Largaram enorme riso e pouco espanto. Comer no cinema, valha-me Deus:
- A senhora jantou?
Olhos grandes se lhe dirigiram:
- Que tem o senhor a ver com isso?
- Nada, apenas assegurar-me de que está satisfeita.



O riso tornou-se incontrolável. O filme começou entre os cotovelos fixos e os olhos brilhantes e pesados. Brad pitt tinha nascido velho com alma de novo e tinha morrido novo com alma de velho. A vida de trás para a frente, como eles! A senhora que tinha o saco do lidl aos pés estava indignada. O riso incomodou-a até ao fim da história, mais que o saco que chiava a cada movimento.

O amor, outra vez o amor. A idade, outra vez a idade. Desencontros, outra vez desencontros. Morrer bebé, nos braços da amante. Bonito. Ela apreciou a mota de Brad e o penteado de Blanchett, o tom de voz do senhor dos botões e o velho barco que conduzia à morte. O mar era lindo e o ballet também. Lembrou-se do tempo no hospital e da sensação incapacitante de não conseguir andar. Puxou pela cabeça e ainda imaginou um amor sem barreiras, daqueles que não podem existir, de tanta perfeição que encerram. Estendeu as pernas no banco da frente e semicerrou os olhos. Viu o brad bonito, como sempre. A cada cinco minutos ia ficando mais novo, passava da fase do charme para a de imberbe. Só o conseguiu ver em forma, durante quinze minutos.

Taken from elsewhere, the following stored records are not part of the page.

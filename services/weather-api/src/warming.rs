//! Scheduled pre-warm of every configured station.

use std::sync::Arc;
use std::time::{Duration, Instant};

use metrics::counter;
use serde::Serialize;
use tokio::sync::Semaphore;
use tokio::task::JoinHandle;
use tracing::{info, warn};
use uuid::Uuid;

use crate::collector::Collector;
use crate::metrics::WARM_CYCLES_TOTAL;

/// Outcome of one warm cycle.
#[derive(Debug, Clone, Serialize)]
pub struct WarmSummary {
    pub run_id: Uuid,
    pub stations: usize,
    pub collected: usize,
    pub failed: Vec<String>,
    pub elapsed_ms: u64,
}

#[derive(Clone)]
pub struct CacheWarmer {
    collector: Arc<Collector>,
    interval: Duration,
    concurrency: usize,
}

impl CacheWarmer {
    pub fn new(collector: Arc<Collector>, interval: Duration, concurrency: usize) -> Self {
        Self {
            collector,
            interval,
            concurrency: concurrency.max(1),
        }
    }

    /// Collect every station once. `force` bypasses bucket hits.
    pub async fn run_cycle(&self, force: bool) -> WarmSummary {
        let run_id = Uuid::new_v4();
        let start = Instant::now();
        let stations = self.collector.station_ids();
        info!(%run_id, stations = stations.len(), force, "Starting warm cycle");

        let semaphore = Arc::new(Semaphore::new(self.concurrency));
        let mut handles = Vec::with_capacity(stations.len());

        for station in stations.iter().cloned() {
            let semaphore = semaphore.clone();
            let collector = self.collector.clone();
            handles.push((
                station.clone(),
                tokio::spawn(async move {
                    // the semaphore is never closed
                    let _permit = semaphore.acquire_owned().await.ok();
                    collector.collect(&station, force).await
                }),
            ));
        }

        let mut collected = 0;
        let mut failed = Vec::new();
        for (station, handle) in handles {
            match handle.await {
                Ok(Ok(_)) => collected += 1,
                Ok(Err(e)) => {
                    warn!(%run_id, station = %station, error = %e, "Warm collection failed");
                    failed.push(station);
                }
                Err(e) => {
                    warn!(%run_id, station = %station, error = %e, "Warm task panicked");
                    failed.push(station);
                }
            }
        }

        counter!(WARM_CYCLES_TOTAL).increment(1);
        let summary = WarmSummary {
            run_id,
            stations: stations.len(),
            collected,
            failed,
            elapsed_ms: start.elapsed().as_millis() as u64,
        };
        info!(
            %run_id,
            collected = summary.collected,
            failed = summary.failed.len(),
            elapsed_ms = summary.elapsed_ms,
            "Warm cycle complete"
        );
        summary
    }

    /// Run a cycle immediately and then every interval, until aborted.
    pub fn spawn(self) -> JoinHandle<()> {
        tokio::spawn(async move {
            let mut ticker = tokio::time::interval(self.interval);
            ticker.set_missed_tick_behavior(tokio::time::MissedTickBehavior::Delay);
            loop {
                ticker.tick().await;
                self.run_cycle(false).await;
            }
        })
    }
}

Ele ficou quieto, com os olhos cheios de curiosidade. Ria quando se lembrava da frase da senhora na fila da bilheteira. Respirava devagar, ao ritmo das sombras que o tempo desnudava na tela, ao sabor das palavras de Blanchett, postas no espaço de um amor datado.

Saíram tarde. A casa aquecida.
- Temo que a noite não chegue para festejar.
- É pena, o relógio mantém as horas direitas.
- Vamos pará-lo?
- Vamos.

28.1.09

NÃO É


Inquietante pensarmos no que é, no que não é, no que parece, no que pode ser e no que não chega a parecer.

27.1.09

CLARIDADE


Magritte

Que sejam, os beijos, caminhos para a claridade. Sem olhos, há percursos capazes de serem vistos.

26.1.09

CEGUEIRA


Magritte

Que os olhos sejam, em alguns momentos, instrumento de pouca importância. Ver pode significar cegueira.

25.1.09

JUSTINE


Magritte

“ A nossa cabeça – dizia ela – é querer explicar tudo dentro dos quadros da psicologia ou da filosofia. No final de contas, Justine não tem de ser justificada ou desculpada. Ela, simplesmente e magnificamente, é. Devemos aceitá-la assim mesmo, como aceitamos o pecado original. Chamá-la ninfomaníaca ou introduzir o freudismo aqui, meu caro, é privá-la de toda a substância mítica – a única coisa que ela realmente possui” (Laurence Durrell; Justine. Quarteto de Alexandria).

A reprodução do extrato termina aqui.